## Exercise objective
After finding the line containing "seq_len = encodings.first().map(|e|" below, please output that line and each following one through the line containing "let rows = rows", exactly as written.

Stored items
Start of Block
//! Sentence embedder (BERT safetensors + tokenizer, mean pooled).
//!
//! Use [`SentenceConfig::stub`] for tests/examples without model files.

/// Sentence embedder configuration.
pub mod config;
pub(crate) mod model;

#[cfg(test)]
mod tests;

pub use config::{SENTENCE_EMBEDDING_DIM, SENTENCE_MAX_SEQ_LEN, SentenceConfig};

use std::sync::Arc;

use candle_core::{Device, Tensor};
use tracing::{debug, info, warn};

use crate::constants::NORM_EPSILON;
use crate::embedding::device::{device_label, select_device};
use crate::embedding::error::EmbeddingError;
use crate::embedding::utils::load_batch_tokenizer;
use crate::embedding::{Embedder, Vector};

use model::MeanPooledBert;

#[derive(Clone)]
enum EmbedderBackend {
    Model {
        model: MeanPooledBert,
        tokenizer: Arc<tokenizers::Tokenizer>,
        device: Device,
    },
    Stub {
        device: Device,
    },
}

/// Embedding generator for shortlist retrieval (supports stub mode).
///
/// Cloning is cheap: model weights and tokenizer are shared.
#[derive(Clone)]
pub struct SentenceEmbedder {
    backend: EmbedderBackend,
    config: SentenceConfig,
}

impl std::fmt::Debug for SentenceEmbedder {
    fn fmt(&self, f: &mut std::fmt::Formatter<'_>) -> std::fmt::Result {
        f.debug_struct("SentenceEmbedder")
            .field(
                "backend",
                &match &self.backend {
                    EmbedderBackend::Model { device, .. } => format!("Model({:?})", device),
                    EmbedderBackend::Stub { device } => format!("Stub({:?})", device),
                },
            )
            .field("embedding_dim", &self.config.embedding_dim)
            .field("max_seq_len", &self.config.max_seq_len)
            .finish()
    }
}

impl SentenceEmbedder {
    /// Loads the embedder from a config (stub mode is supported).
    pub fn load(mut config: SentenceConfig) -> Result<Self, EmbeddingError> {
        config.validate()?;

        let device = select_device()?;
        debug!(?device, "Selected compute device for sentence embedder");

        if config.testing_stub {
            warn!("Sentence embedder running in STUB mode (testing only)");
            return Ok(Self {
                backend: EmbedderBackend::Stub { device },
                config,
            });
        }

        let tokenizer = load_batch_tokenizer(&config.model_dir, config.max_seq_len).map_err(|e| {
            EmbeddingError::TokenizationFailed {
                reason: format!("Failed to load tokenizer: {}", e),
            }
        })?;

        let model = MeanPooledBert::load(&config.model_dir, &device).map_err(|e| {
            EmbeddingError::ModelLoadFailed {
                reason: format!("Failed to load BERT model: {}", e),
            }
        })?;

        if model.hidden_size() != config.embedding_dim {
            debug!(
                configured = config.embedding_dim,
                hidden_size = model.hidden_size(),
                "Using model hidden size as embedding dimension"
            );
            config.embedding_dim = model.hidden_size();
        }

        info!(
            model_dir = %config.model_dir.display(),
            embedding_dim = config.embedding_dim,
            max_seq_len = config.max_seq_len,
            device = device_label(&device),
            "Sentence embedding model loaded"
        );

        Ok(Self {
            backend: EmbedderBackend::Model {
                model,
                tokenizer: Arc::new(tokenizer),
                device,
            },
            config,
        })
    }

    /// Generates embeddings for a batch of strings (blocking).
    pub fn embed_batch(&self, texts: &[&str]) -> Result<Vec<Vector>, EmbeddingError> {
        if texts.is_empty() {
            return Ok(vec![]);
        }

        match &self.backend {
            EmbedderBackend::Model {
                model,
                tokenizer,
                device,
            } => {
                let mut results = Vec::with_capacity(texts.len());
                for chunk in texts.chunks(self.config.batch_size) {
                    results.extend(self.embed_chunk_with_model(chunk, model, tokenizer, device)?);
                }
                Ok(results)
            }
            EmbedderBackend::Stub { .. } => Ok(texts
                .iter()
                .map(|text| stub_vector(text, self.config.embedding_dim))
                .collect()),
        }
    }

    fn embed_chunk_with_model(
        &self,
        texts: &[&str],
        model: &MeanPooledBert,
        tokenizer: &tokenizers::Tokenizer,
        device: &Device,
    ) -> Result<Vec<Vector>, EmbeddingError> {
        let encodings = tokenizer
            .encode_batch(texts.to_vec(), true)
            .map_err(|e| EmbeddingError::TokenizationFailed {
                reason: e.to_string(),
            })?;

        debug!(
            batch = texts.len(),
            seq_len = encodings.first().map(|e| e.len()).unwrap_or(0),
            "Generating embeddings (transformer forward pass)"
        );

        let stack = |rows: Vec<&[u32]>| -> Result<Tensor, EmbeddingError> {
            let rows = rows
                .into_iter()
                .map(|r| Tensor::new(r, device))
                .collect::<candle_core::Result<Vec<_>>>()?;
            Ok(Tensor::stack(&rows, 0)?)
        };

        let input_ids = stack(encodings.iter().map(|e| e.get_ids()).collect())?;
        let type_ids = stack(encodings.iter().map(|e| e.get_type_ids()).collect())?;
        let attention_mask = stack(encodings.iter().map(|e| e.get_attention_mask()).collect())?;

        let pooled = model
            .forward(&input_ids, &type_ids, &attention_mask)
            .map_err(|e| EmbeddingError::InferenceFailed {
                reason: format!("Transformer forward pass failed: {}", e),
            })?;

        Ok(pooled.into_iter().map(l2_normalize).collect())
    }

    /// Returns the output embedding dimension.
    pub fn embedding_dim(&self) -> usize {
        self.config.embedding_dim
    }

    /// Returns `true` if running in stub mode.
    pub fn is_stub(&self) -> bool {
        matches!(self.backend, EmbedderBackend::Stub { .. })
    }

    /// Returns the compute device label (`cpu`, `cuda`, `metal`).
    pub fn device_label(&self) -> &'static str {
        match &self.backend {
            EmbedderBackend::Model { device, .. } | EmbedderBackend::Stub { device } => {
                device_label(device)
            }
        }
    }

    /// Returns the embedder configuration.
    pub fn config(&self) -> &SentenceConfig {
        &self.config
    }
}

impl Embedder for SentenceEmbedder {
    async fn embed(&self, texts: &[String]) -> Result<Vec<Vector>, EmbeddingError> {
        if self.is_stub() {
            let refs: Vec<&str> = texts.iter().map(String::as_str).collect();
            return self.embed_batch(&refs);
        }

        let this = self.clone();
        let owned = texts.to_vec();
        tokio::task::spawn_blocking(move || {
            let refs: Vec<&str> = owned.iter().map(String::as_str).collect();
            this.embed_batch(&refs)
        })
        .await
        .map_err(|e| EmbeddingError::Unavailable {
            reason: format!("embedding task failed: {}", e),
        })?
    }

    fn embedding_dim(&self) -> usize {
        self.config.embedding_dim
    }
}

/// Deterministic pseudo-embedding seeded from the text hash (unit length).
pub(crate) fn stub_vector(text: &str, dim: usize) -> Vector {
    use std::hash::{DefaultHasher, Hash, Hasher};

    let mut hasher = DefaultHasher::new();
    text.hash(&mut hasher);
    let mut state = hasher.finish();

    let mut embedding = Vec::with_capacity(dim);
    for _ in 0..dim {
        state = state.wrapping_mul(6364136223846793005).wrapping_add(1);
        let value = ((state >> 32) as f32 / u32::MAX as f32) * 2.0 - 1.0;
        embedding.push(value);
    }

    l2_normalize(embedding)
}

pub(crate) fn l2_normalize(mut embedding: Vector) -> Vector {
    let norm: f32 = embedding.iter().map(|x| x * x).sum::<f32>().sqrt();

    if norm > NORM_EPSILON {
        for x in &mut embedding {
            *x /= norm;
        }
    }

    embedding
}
End of Block
## Exercise solution
            seq_len = encodings.first().map(|e| e.len()).unwrap_or(0),
            "Generating embeddings (transformer forward pass)"
        );

        let stack = |rows: Vec<&[u32]>| -> Result<Tensor, EmbeddingError> {
            let rows = rows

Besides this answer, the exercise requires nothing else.